Stored items from a collection:
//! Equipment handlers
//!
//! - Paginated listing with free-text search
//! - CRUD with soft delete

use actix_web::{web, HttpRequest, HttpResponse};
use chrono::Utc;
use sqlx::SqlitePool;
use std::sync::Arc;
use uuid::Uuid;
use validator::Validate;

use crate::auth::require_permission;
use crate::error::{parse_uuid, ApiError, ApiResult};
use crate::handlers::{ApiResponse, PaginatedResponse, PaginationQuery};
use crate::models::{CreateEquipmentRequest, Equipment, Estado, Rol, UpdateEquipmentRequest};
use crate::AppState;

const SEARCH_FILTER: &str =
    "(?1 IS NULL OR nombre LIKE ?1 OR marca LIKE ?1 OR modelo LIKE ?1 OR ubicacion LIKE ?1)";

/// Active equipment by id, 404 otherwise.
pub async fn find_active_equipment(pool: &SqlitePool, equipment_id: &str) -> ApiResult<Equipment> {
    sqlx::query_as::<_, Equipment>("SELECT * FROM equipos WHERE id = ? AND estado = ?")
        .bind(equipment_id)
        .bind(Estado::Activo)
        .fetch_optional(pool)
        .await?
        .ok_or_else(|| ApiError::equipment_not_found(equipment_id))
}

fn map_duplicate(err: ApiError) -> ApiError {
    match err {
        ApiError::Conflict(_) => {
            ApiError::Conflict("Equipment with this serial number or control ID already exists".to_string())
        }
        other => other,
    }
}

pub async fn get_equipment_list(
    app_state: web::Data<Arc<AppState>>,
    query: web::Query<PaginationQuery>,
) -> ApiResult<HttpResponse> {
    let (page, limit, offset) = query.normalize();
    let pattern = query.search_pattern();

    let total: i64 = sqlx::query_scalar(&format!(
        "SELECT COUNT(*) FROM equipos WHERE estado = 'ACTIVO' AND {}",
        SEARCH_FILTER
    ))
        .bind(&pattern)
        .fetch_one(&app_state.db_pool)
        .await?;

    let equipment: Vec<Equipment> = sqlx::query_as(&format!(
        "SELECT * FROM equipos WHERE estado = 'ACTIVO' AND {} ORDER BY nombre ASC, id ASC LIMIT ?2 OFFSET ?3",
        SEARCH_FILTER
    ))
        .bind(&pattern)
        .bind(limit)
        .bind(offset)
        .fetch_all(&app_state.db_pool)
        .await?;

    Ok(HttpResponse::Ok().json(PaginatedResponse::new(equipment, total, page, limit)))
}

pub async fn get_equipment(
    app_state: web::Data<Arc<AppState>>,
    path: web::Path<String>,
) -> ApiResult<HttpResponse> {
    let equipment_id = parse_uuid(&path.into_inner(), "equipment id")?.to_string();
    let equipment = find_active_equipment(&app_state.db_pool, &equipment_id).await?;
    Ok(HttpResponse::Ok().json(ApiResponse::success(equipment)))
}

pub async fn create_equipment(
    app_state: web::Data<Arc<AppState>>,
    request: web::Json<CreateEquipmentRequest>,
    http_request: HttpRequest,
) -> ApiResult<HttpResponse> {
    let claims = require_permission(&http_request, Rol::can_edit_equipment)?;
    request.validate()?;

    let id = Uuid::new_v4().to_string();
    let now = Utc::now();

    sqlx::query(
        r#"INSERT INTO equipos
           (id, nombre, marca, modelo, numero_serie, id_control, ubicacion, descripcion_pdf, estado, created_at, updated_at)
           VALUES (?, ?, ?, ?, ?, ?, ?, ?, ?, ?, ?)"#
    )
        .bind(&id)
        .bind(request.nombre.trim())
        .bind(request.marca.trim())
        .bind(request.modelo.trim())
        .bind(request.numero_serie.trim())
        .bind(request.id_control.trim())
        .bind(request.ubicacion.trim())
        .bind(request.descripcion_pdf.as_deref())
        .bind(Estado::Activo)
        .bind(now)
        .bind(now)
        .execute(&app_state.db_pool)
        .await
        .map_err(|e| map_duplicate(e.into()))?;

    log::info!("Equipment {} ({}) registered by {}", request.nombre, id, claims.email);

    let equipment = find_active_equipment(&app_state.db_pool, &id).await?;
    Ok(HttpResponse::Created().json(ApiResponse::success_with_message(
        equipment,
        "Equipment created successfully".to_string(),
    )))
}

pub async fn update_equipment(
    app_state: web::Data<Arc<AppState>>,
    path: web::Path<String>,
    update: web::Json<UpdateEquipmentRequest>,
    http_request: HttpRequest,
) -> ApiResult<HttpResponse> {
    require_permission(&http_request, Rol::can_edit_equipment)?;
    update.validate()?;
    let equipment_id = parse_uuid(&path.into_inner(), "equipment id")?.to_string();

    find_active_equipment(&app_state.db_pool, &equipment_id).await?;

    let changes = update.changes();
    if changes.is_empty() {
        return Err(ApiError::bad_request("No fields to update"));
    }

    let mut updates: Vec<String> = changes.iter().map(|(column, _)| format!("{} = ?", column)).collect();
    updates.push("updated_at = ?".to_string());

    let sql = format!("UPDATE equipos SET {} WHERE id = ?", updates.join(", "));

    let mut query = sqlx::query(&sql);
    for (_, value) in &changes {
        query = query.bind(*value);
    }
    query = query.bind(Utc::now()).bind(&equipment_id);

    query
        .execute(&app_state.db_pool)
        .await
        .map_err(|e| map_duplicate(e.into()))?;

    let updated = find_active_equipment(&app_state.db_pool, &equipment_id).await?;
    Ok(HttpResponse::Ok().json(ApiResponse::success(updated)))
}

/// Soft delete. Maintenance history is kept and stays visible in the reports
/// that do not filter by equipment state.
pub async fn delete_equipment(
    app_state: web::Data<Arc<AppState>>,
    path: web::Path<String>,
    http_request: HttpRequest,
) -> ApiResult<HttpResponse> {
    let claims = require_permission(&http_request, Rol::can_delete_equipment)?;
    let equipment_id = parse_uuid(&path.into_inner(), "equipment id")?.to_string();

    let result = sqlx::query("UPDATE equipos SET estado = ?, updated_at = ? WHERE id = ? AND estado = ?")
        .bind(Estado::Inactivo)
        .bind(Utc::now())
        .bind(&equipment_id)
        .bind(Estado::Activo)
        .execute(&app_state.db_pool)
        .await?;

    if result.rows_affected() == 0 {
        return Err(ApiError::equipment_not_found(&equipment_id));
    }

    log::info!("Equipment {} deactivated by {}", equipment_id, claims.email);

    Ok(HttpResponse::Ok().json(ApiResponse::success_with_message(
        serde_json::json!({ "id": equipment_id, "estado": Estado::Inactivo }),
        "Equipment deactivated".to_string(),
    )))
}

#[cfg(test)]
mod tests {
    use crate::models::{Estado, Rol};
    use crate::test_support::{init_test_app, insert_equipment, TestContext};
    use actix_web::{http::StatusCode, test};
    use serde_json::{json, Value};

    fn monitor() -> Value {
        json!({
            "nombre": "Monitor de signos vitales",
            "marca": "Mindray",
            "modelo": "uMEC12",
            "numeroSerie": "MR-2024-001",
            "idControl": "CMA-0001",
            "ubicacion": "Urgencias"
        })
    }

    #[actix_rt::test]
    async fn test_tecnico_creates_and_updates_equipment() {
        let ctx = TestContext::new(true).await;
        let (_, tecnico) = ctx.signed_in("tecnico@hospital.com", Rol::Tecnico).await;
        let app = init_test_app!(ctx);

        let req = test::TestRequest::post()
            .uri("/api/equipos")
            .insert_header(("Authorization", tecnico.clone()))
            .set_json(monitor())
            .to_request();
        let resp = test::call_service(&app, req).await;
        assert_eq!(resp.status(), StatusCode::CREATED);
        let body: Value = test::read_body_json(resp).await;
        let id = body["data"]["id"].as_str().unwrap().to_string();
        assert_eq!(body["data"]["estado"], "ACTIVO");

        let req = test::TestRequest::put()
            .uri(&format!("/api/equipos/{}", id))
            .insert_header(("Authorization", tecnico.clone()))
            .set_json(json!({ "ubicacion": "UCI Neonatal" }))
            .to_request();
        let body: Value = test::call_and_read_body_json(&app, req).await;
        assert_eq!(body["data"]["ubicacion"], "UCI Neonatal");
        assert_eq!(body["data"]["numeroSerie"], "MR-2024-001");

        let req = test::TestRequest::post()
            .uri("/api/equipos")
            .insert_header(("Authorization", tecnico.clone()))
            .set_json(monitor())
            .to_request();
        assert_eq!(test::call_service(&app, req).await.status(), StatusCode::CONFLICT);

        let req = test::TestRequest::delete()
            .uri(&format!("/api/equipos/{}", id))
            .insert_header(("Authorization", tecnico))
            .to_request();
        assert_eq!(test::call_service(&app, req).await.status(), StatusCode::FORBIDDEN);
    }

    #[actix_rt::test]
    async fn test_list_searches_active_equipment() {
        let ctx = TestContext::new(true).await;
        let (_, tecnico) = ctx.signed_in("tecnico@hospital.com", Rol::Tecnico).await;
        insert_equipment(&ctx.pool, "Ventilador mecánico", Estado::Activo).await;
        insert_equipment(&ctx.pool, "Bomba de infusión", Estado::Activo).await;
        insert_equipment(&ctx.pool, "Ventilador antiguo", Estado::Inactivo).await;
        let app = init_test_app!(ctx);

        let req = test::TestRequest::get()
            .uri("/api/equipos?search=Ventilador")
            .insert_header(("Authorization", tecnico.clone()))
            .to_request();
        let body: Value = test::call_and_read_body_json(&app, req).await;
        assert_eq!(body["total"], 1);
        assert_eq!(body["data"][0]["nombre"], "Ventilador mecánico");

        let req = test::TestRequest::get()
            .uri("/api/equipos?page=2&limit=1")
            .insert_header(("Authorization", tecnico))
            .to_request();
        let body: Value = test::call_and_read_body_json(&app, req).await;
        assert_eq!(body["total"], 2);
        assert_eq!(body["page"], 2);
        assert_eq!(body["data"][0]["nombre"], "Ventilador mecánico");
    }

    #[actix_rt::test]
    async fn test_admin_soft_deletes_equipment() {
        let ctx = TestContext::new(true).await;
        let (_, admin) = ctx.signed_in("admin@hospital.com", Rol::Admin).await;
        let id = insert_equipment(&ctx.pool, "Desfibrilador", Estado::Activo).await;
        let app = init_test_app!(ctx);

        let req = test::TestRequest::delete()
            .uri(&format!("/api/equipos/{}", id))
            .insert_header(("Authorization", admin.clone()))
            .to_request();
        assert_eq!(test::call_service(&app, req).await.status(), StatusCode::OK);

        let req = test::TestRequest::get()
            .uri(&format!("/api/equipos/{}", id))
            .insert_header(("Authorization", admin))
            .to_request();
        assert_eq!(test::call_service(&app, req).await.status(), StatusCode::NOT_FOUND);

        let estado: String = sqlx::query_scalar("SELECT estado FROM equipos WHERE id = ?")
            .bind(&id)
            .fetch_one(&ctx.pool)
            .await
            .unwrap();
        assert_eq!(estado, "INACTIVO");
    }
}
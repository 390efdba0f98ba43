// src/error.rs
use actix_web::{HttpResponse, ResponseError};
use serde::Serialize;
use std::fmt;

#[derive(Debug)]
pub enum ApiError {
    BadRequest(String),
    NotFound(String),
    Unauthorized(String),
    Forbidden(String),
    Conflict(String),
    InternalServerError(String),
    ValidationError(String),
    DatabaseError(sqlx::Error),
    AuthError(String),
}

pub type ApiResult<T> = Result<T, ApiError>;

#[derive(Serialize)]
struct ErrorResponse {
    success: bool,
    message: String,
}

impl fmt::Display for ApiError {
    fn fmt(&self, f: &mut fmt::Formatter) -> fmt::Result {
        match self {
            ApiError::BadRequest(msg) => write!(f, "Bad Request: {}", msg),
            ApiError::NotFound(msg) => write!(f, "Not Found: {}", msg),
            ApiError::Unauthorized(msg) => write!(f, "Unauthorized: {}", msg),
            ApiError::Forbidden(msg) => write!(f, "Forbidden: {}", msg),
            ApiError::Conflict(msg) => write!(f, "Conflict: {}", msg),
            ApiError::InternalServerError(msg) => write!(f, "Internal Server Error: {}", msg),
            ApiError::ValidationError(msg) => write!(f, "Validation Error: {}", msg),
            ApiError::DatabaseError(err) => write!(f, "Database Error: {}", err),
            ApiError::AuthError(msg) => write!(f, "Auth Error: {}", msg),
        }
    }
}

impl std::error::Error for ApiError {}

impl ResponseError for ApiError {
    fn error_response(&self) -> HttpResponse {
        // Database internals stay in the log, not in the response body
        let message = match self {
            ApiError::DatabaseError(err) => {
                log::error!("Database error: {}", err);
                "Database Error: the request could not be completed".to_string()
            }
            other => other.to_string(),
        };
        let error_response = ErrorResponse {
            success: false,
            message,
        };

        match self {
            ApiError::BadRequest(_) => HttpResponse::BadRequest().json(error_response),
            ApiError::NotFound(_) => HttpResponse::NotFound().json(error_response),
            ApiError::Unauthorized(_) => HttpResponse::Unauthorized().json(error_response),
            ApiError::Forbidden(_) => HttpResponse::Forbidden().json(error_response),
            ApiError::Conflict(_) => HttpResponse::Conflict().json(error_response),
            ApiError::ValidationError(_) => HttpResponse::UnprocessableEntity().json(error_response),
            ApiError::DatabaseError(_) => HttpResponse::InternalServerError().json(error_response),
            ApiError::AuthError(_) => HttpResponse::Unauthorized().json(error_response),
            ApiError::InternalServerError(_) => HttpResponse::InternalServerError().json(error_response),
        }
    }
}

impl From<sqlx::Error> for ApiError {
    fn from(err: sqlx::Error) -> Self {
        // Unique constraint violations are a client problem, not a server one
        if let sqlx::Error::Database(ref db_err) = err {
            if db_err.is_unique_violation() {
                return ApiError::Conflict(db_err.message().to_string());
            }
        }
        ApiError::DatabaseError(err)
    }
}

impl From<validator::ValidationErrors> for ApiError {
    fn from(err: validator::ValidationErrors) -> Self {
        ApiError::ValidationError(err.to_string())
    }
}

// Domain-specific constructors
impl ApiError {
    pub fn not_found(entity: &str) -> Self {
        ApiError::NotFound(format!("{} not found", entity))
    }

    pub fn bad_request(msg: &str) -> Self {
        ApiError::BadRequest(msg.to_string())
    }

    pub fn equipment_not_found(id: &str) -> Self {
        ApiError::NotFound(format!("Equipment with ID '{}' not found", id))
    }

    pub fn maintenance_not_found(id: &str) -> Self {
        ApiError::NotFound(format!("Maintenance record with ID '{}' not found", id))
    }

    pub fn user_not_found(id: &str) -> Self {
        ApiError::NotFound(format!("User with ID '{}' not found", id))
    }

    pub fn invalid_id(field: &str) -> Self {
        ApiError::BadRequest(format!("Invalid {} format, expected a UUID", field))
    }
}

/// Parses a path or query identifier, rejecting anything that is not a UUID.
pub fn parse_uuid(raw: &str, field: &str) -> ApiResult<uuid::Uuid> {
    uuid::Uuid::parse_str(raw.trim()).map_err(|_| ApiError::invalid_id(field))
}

**TASK REQUIREMENTS:** Using the data above, say how many lines include "Neonatal". No other reply is needed.

**RESULT OF THIS TASK:** 2